Making these changes all at once might not be possible. Discuss with your healthcare provider which lifestyle changes will have the biggest impact. Even small steps toward these goals will help keep you at your healthiest.
Treatment for heart disease depends on the type of heart disease you have as well as how far it has advanced. Treatment falls into three main categories:
Lifestyle choices can help you prevent heart disease. They can also help you treat the condition and prevent it from getting worse. Your diet is one of the first areas you may seek to change. Likewise, getting regular exercise and quitting tobacco can help treat heart disease.

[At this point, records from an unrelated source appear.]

//! Scriptable [`PickSources`] implementation.

use std::collections::HashSet;
use std::time::Duration;

use async_trait::async_trait;
use chrono::NaiveDate;

use crate::domain::{GameId, ManualPick, Pick, PublishedPick};
use crate::error::{Error, Result};
use crate::port::source::{AvailabilityProbe, PickSources, ProbeOutcome};

/// One scripted read: a canned value, or a scripted failure.
#[derive(Debug, Clone)]
enum ScriptedRead<T> {
    Value(T),
    Fail(String),
}

impl<T: Clone> ScriptedRead<T> {
    fn resolve(&self) -> Result<T> {
        match self {
            ScriptedRead::Value(v) => Ok(v.clone()),
            ScriptedRead::Fail(reason) => Err(Error::Database(reason.clone())),
        }
    }
}

/// A [`PickSources`] whose four reads are scripted per test.
///
/// All reads default to empty success; use the `with_*` methods to seed
/// data, the `failing_*` methods to script failures, and `with_delay` to
/// make every read slow enough to trip the caller's timeout.
pub struct ScriptedSources {
    signal: ScriptedRead<Vec<Pick>>,
    published: ScriptedRead<Vec<PublishedPick>>,
    manual: ScriptedRead<Vec<ManualPick>>,
    started: ScriptedRead<HashSet<GameId>>,
    delay: Option<Duration>,
}

impl Default for ScriptedSources {
    fn default() -> Self {
        Self {
            signal: ScriptedRead::Value(Vec::new()),
            published: ScriptedRead::Value(Vec::new()),
            manual: ScriptedRead::Value(Vec::new()),
            started: ScriptedRead::Value(HashSet::new()),
            delay: None,
        }
    }
}

impl ScriptedSources {
    #[must_use]
    pub fn new() -> Self {
        Self::default()
    }

    #[must_use]
    pub fn with_signal(mut self, picks: Vec<Pick>) -> Self {
        self.signal = ScriptedRead::Value(picks);
        self
    }

    #[must_use]
    pub fn with_published(mut self, picks: Vec<PublishedPick>) -> Self {
        self.published = ScriptedRead::Value(picks);
        self
    }

    #[must_use]
    pub fn with_manual(mut self, picks: Vec<ManualPick>) -> Self {
        self.manual = ScriptedRead::Value(picks);
        self
    }

    #[must_use]
    pub fn with_started(mut self, ids: impl IntoIterator<Item = GameId>) -> Self {
        self.started = ScriptedRead::Value(ids.into_iter().collect());
        self
    }

    #[must_use]
    pub fn failing_signal(mut self, reason: &str) -> Self {
        self.signal = ScriptedRead::Fail(reason.to_string());
        self
    }

    #[must_use]
    pub fn failing_published(mut self, reason: &str) -> Self {
        self.published = ScriptedRead::Fail(reason.to_string());
        self
    }

    #[must_use]
    pub fn failing_manual(mut self, reason: &str) -> Self {
        self.manual = ScriptedRead::Fail(reason.to_string());
        self
    }

    #[must_use]
    pub fn failing_started(mut self, reason: &str) -> Self {
        self.started = ScriptedRead::Fail(reason.to_string());
        self
    }

    /// Delay every read, e.g. past the caller's query timeout.
    #[must_use]
    pub fn with_delay(mut self, delay: Duration) -> Self {
        self.delay = Some(delay);
        self
    }

    async fn pause(&self) {
        if let Some(delay) = self.delay {
            tokio::time::sleep(delay).await;
        }
    }
}

#[async_trait]
impl PickSources for ScriptedSources {
    async fn signal_picks(&self, _date: NaiveDate) -> Result<Vec<Pick>> {
        self.pause().await;
        self.signal.resolve()
    }

    async fn published_picks(&self, _date: NaiveDate) -> Result<Vec<PublishedPick>> {
        self.pause().await;
        self.published.resolve()
    }

    async fn manual_picks(&self, _date: NaiveDate) -> Result<Vec<ManualPick>> {
        self.pause().await;
        self.manual.resolve()
    }

    async fn started_game_ids(&self, _date: NaiveDate) -> Result<HashSet<GameId>> {
        self.pause().await;
        self.started.resolve()
    }
}

/// Probe that always answers the same way.
pub struct FixedProbe(pub ProbeOutcome);

#[async_trait]
impl AvailabilityProbe for FixedProbe {
    async fn check(&self, _key: &str) -> Result<ProbeOutcome> {
        Ok(self.0)
    }
}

Medications may be necessary to treat certain types of heart disease. Your doctor can prescribe a medication that can either cure or control your heart disease. Medications may also be prescribed to slow or stop the risk for complications.
Surgery or a medical procedure may be necessary in some cases to treat the condition and prevent worsening symptoms.
Heart disease requires a lifetime of treatment and careful monitoring. Many of the symptoms of heart disease can be relieved with medications, procedures and lifestyle changes. When these methods fail, coronary intervention or bypass surgery might be used.
If you believe you may be experiencing symptoms of heart disease or if you have risk factors for heart disease, make an appointment to discuss with your doctor. Together, the two of you can weigh your risks, conduct a few screening tests and plan for staying healthy.